Até 1801, a Coroa portuguesa instituiu o monopólio da caça às baleias no Brasil. No entanto, ao contrário da prática de países como Estados Unidos e Inglaterra, que desepenhavam a atividade em mares profundos, aqui era apenas em áreas costeiras. Em alguns anos, entre maio e outubro, mais de 220 baleias eram capturadas apenas na Bahia.

No estado, eram predominantemente baleias jubartes. Há relatos de que baleias francas também estariam incluídas, mas não há registro da espécie em documentos, como ocorre em estados como Rio de Janeiro e São Paulo.
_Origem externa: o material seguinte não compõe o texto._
//! End-to-end triangulation scenarios.

use std::collections::{HashMap, HashSet};

use delaunay2d::hull::{convex_hull_indices, hull_boundary_count};
use delaunay2d::triangulation::{delaunay_triangulation, triangulate, triangulate_with_params};
use delaunay2d::{DelaunayError, DelaunayParams, EdgeCancellation, Point2, Triangle};
use rand::rngs::StdRng;
use rand::{Rng, SeedableRng};

fn pts(coords: &[(f64, f64)]) -> Vec<Point2<f64>> {
    coords.iter().map(|&(x, y)| Point2::new(x, y)).collect()
}

/// Four unit-square corners plus interior points kept 0.2 away from the sides.
fn square_with_interior(count: usize, seed: u64) -> Vec<Point2<f64>> {
    let mut rng = StdRng::seed_from_u64(seed);
    let mut points = pts(&[(0.0, 0.0), (1.0, 0.0), (1.0, 1.0), (0.0, 1.0)]);
    while points.len() < count {
        points.push(Point2::new(
            rng.random_range(0.2..0.8),
            rng.random_range(0.2..0.8),
        ));
    }
    points
}

fn uniform_points(count: usize, seed: u64) -> Vec<Point2<f64>> {
    let mut rng = StdRng::seed_from_u64(seed);
    (0..count)
        .map(|_| Point2::new(rng.random_range(0.0..1.0), rng.random_range(0.0..1.0)))
        .collect()
}

fn undirected_counts(triangles: &[Triangle]) -> HashMap<(usize, usize), usize> {
    let mut counts = HashMap::new();
    for t in triangles {
        for e in t.edges() {
            *counts.entry(e.undirected()).or_insert(0) += 1;
        }
    }
    counts
}

#[test]
fn test_empty_input_fails() {
    let mut points: Vec<Point2<f64>> = Vec::new();
    assert_eq!(
        delaunay_triangulation(&mut points),
        Err(DelaunayError::EmptyInput)
    );
}

#[test]
fn test_three_points_make_one_triangle() {
    let mesh = triangulate(pts(&[(0.0, 0.0), (4.0, 0.0), (0.0, 4.0)])).unwrap();
    assert_eq!(mesh.len(), 1);
    assert_eq!(mesh.triangles()[0].sorted_indices(), [0, 1, 2]);
}

#[test]
fn test_square_makes_two_delaunay_triangles() {
    let mesh = triangulate(pts(&[(0.0, 0.0), (4.0, 0.0), (4.0, 4.0), (0.0, 4.0)])).unwrap();
    assert_eq!(mesh.len(), 2);

    let counts = undirected_counts(mesh.triangles());
    let shared: Vec<_> = counts.iter().filter(|(_, &c)| c == 2).collect();
    assert_eq!(shared.len(), 1);

    // The shared edge is one of the diagonals.
    let (&(a, b), _) = shared[0];
    let (pa, pb) = (mesh.points()[a], mesh.points()[b]);
    assert!(pa.x != pb.x && pa.y != pb.y);

    assert!(mesh.is_delaunay(1e-9));
    assert!(mesh.validate(1e-9).is_valid());
}

#[test]
fn test_single_point_has_no_triangles() {
    let mut points = pts(&[(5.0, 5.0)]);
    let triangles = delaunay_triangulation(&mut points).unwrap();
    assert!(triangles.is_empty());
    assert_eq!(points, pts(&[(5.0, 5.0)]));
}

#[test]
fn test_collinear_points_do_not_crash() {
    let mesh = triangulate(pts(&[(0.0, 0.0), (1.0, 0.0), (2.0, 0.0)])).unwrap();
    assert!(mesh.len() <= 1);
    for t in mesh.triangles() {
        assert!(!t.references_at_least(3));
    }
}

#[test]
fn test_input_is_sorted_in_place() {
    let mut points = uniform_points(50, 3);
    let original = points.clone();
    let triangles = delaunay_triangulation(&mut points).unwrap();

    assert!(points.windows(2).all(|w| w[0].x <= w[1].x));
    assert_eq!(points.len(), original.len());
    for p in &original {
        assert!(points.contains(p));
    }
    for t in &triangles {
        assert!(!t.references_at_least(points.len()));
    }
}

#[test]
fn test_corners_with_interior_points_default_params() {
    let points = square_with_interior(100, 2024);
    let n = points.len();
    let mesh = triangulate(points).unwrap();

    let hull = convex_hull_indices(mesh.points(), 1e-12);
    let h = hull_boundary_count(mesh.points(), &hull, 1e-12);
    assert_eq!(h, 4);
    assert_eq!(mesh.len(), 2 * n - h - 2);

    // Every edge is shared by two triangles except the hull edges.
    let counts = undirected_counts(mesh.triangles());
    assert!(counts.values().all(|&c| c == 1 || c == 2));
    assert_eq!(counts.values().filter(|&&c| c == 1).count(), h);
    assert_eq!(mesh.boundary_edges().len(), h);

    let report = mesh.validate(1e-7);
    assert!(report.is_valid(), "{:?}", report);
}

#[test]
fn test_hundred_uniform_points_form_convex_triangulation() {
    let params = DelaunayParams::new().with_super_triangle_scale(1000.0);

    for seed in [11, 2024, 77] {
        let points = uniform_points(100, seed);
        let n = points.len();
        let mesh = triangulate_with_params(points, &params).unwrap();

        let report = mesh.validate(1e-7);
        assert_eq!(report.expected_triangle_count, Some(mesh.len()), "seed {}", seed);
        assert_eq!(mesh.len(), 2 * n - report.hull_points - 2, "seed {}", seed);
        assert_eq!(report.boundary_edges, report.hull_points, "seed {}", seed);
        assert_eq!(report.boundary_edges_off_hull, 0, "seed {}", seed);
        assert!(report.is_valid(), "seed {}: {:?}", seed, report);
    }
}

#[test]
fn test_small_extent_with_scaled_epsilon() {
    let points: Vec<Point2<f64>> = square_with_interior(30, 7)
        .into_iter()
        .map(|p| Point2::new(p.x * 1e-4, p.y * 1e-4))
        .collect();
    let params = DelaunayParams::new().with_epsilon(1e-15);
    let mesh = triangulate_with_params(points, &params).unwrap();

    let report = mesh.validate(1e-15);
    assert_eq!(report.hull_points, 4);
    assert_eq!(report.orientation_conflicts, 0);
    assert_eq!(mesh.len(), 2 * 30 - 4 - 2);
    assert!(report.is_valid(), "{:?}", report);
}

#[test]
fn test_uniform_points_default_params_are_delaunay() {
    let points = uniform_points(200, 99);
    let mesh = triangulate(points).unwrap();

    let report = mesh.validate(1e-7);
    assert_eq!(report.invalid_indices, 0);
    assert_eq!(report.repeated_vertices, 0);
    assert_eq!(report.orientation_conflicts, 0);
    assert_eq!(report.delaunay_violations, 0);
    // A tight super-triangle can only lose triangles near the hull.
    let expected = report.expected_triangle_count.unwrap();
    assert!(mesh.len() <= expected);
    assert!(mesh.len() > expected / 2);
}

#[test]
fn test_shared_edges_have_opposite_orientation() {
    let mesh = triangulate(square_with_interior(60, 5)).unwrap();
    let mut seen = HashSet::new();
    for e in mesh.edges() {
        assert!(seen.insert(e), "directed edge {:?} used twice", e);
    }
    for e in mesh.edges() {
        let reverse_present = seen.contains(&e.reversed());
        let on_boundary = mesh.boundary_edges().contains(&e);
        assert!(reverse_present != on_boundary);
    }
}

#[test]
fn test_shuffled_input_gives_same_mesh() {
    let points = uniform_points(80, 17);
    let mut shuffled = points.clone();
    shuffled.reverse();
    shuffled.rotate_left(13);

    let a = triangulate(points).unwrap();
    let b = triangulate(shuffled).unwrap();
    assert_eq!(a.points(), b.points());

    let set = |mesh: &delaunay2d::Triangulation<f64>| -> HashSet<[usize; 3]> {
        mesh.triangles().iter().map(Triangle::sorted_indices).collect()
    };
    assert_eq!(set(&a), set(&b));
}

#[test]
fn test_cancellation_strategies_produce_same_mesh() {
    let points = uniform_points(150, 8);
    let hashed = triangulate_with_params(
        points.clone(),
        &DelaunayParams::new().with_edge_cancellation(EdgeCancellation::Hashed),
    )
    .unwrap();
    let pairwise = triangulate_with_params(
        points,
        &DelaunayParams::new().with_edge_cancellation(EdgeCancellation::Pairwise),
    )
    .unwrap();
    assert_eq!(hashed, pairwise);
}

#[test]
fn test_clustered_duplicates_do_not_fail() {
    let mut points = pts(&[
        (1.0, 1.0),
        (1.0, 1.0),
        (2.0, 1.0),
        (2.0, 1.0),
        (1.5, 2.0),
    ]);
    let triangles = delaunay_triangulation(&mut points).unwrap();
    for t in &triangles {
        assert!(!t.references_at_least(points.len()));
        assert!(t.a != t.b && t.b != t.c && t.c != t.a);
    }
}
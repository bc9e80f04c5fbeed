//! 2D point type.

use super::Vec2;
use num_traits::Float;
use std::cmp::Ordering;
use std::ops::{Add, Sub};

/// A 2D point (position in space).
///
/// Generic over floating-point types (`f32` or `f64`).
#[derive(Debug, Clone, Copy, PartialEq)]
pub struct Point2<F> {
    pub x: F,
    pub y: F,
}

impl<F: Float> Point2<F> {
    /// Creates a new point.
    #[inline]
    pub fn new(x: F, y: F) -> Self {
        Self { x, y }
    }

    /// Creates a point at the origin.
    #[inline]
    pub fn origin() -> Self {
        Self {
            x: F::zero(),
            y: F::zero(),
        }
    }

    /// Returns the squared distance to another point.
    #[inline]
    pub fn distance_squared(self, other: Self) -> F {
        (other - self).magnitude_squared()
    }

    /// Returns the midpoint between this point and another.
    #[inline]
    pub fn midpoint(self, other: Self) -> Self {
        let two = F::one() + F::one();
        Self {
            x: (self.x + other.x) / two,
            y: (self.y + other.y) / two,
        }
    }

    /// Returns this point as a vector from the origin.
    #[inline]
    pub fn to_vec(self) -> Vec2<F> {
        Vec2::new(self.x, self.y)
    }

    /// Orders two points by x coordinate only.
    ///
    /// Incomparable values (NaN) compare as equal.
    #[inline]
    pub fn cmp_x(&self, other: &Self) -> Ordering {
        self.x.partial_cmp(&other.x).unwrap_or(Ordering::Equal)
    }
}

impl<F: Float> Sub for Point2<F> {
    type Output = Vec2<F>;

    #[inline]
    fn sub(self, other: Self) -> Vec2<F> {
        Vec2::new(self.x - other.x, self.y - other.y)
    }
}

impl<F: Float> Add<Vec2<F>> for Point2<F> {
    type Output = Self;

    #[inline]
    fn add(self, offset: Vec2<F>) -> Self {
        Self {
            x: self.x + offset.x,
            y: self.y + offset.y,
        }
    }
}

impl<F: Float> Default for Point2<F> {
    fn default() -> Self {
        Self::origin()
    }
}
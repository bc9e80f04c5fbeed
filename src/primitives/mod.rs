//! Floating-point geometric primitives.

mod point2;
mod triangle2;
mod vec2;

pub use point2::Point2;
pub use triangle2::{CircumcircleTest, Triangle2};
pub use vec2::Vec2;
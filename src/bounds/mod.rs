//! Bounding volume computation.

mod aabb;

pub use aabb::Aabb2;
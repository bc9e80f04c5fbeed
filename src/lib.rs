//! delaunay2d - Planar Delaunay triangulation
//!
//! Triangulates scattered 2D points by incremental insertion into an
//! enclosing super-triangle. Points are processed in ascending x order so
//! that triangles behind the sweep can be retired early.
//!
//! # Example
//!
//! ```
//! use delaunay2d::{triangulate, Point2};
//!
//! let points = vec![
//!     Point2::new(0.0_f64, 0.0),
//!     Point2::new(1.0, 0.0),
//!     Point2::new(1.0, 1.0),
//!     Point2::new(0.0, 1.0),
//!     Point2::new(0.5, 0.5),
//! ];
//!
//! let mesh = triangulate(points)?;
//! assert_eq!(mesh.len(), 4);
//! assert!(mesh.validate(1e-9).is_valid());
//! # Ok::<(), delaunay2d::DelaunayError>(())
//! ```

pub mod bounds;
pub mod error;
pub mod hull;
pub mod primitives;
pub mod triangulation;

pub use error::{DelaunayError, DelaunayResult};
pub use primitives::{Point2, Triangle2, Vec2};
pub use triangulation::{
    delaunay_triangulation, delaunay_triangulation_with_params, triangulate,
    triangulate_with_params, DelaunayParams, EdgeCancellation, Triangle, Triangulation,
};
/// One page of an ordered index set.
#[derive(Debug, Clone, PartialEq, Eq)]
pub struct Page<'a, T> {
    pub items: &'a [T],
    pub total: usize,
    pub total_pages: usize,
}

/// Slice `items` into 1-based pages of `per_page`.
///
/// `page` and `per_page` must be at least 1; callers validate them. A page
/// past the end is empty. There is always at least one page.
pub fn paginate<T>(items: &[T], page: usize, per_page: usize) -> Page<'_, T> {
    let total = items.len();
    let total_pages = total.div_ceil(per_page).max(1);

    let start = page.saturating_sub(1).saturating_mul(per_page).min(total);
    let end = start.saturating_add(per_page).min(total);

    Page {
        items: &items[start..end],
        total,
        total_pages,
    }
}

#[cfg(test)]
mod tests {
    use super::*;

    #[test]
    fn test_total_pages_rounds_up_with_minimum_one() {
        let items: Vec<usize> = (0..45).collect();
        assert_eq!(paginate(&items, 1, 20).total_pages, 3);
        assert_eq!(paginate(&items, 1, 45).total_pages, 1);
        assert_eq!(paginate::<usize>(&[], 1, 20).total_pages, 1);
    }

    #[test]
    fn test_last_page_is_partial() {
        let items: Vec<usize> = (0..45).collect();
        let page = paginate(&items, 3, 20);
        assert_eq!(page.items, &[40, 41, 42, 43, 44]);
        assert_eq!(page.total, 45);
    }

    #[test]
    fn test_page_past_end_is_empty() {
        let items: Vec<usize> = (0..5).collect();
        assert!(paginate(&items, 2, 5).items.is_empty());
        assert!(paginate(&items, usize::MAX, 5).items.is_empty());
    }

    #[test]
    fn test_pages_reconstruct_input_exactly_once() {
        let items: Vec<usize> = vec![3, 7, 8, 12, 20, 21, 30];
        for per_page in 1..=8 {
            let total_pages = paginate(&items, 1, per_page).total_pages;
            let joined: Vec<usize> = (1..=total_pages)
                .flat_map(|p| paginate(&items, p, per_page).items.to_vec())
                .collect();
            assert_eq!(joined, items, "per_page {per_page}");
        }
    }
}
A caça começou a declinar ainda no final do século 18, no Brasil, devido à pesca em grande escala praticada pelos Estados Unidos. Enquanto por aqui a atividade era feita com o uso de pequenos botes a remo, sem tecnologia que permitisse nem mesmo a saída da Baía de Todos os Santos, os Estados Unidos desenvolveram navios que permitiam viagens de até quatro anos nos oceanos.

"Na segunda metade do século 18, eles já tinham o domínio das rotas migratórias no Atlântico. Interceptavam as baleias e matavam elas em alto mar, processando o óleo. Em 1840, o Atlântico já era um deserto de baleias", afirma.

Ainda assim, até o final dos anos 1960, quem morava em Salvador ainda podia avistar pequenas embarcações caçando baleias no mar, de acordo com o professor.

"As baleias percebiam que, ao chegar aqui, eram mortas. Começaram a buscar outros refúgios de sobrevivência, por isso ocorre a redução signitivativa da presença na BTS. O que temos agora é fruto de mais de 30 anos de proibição de caça. As baleias estão voltando à BTS porque são suficientemente inteligentes para saber que, agora, elas podem voltar aos seus antigos locais de reprodução".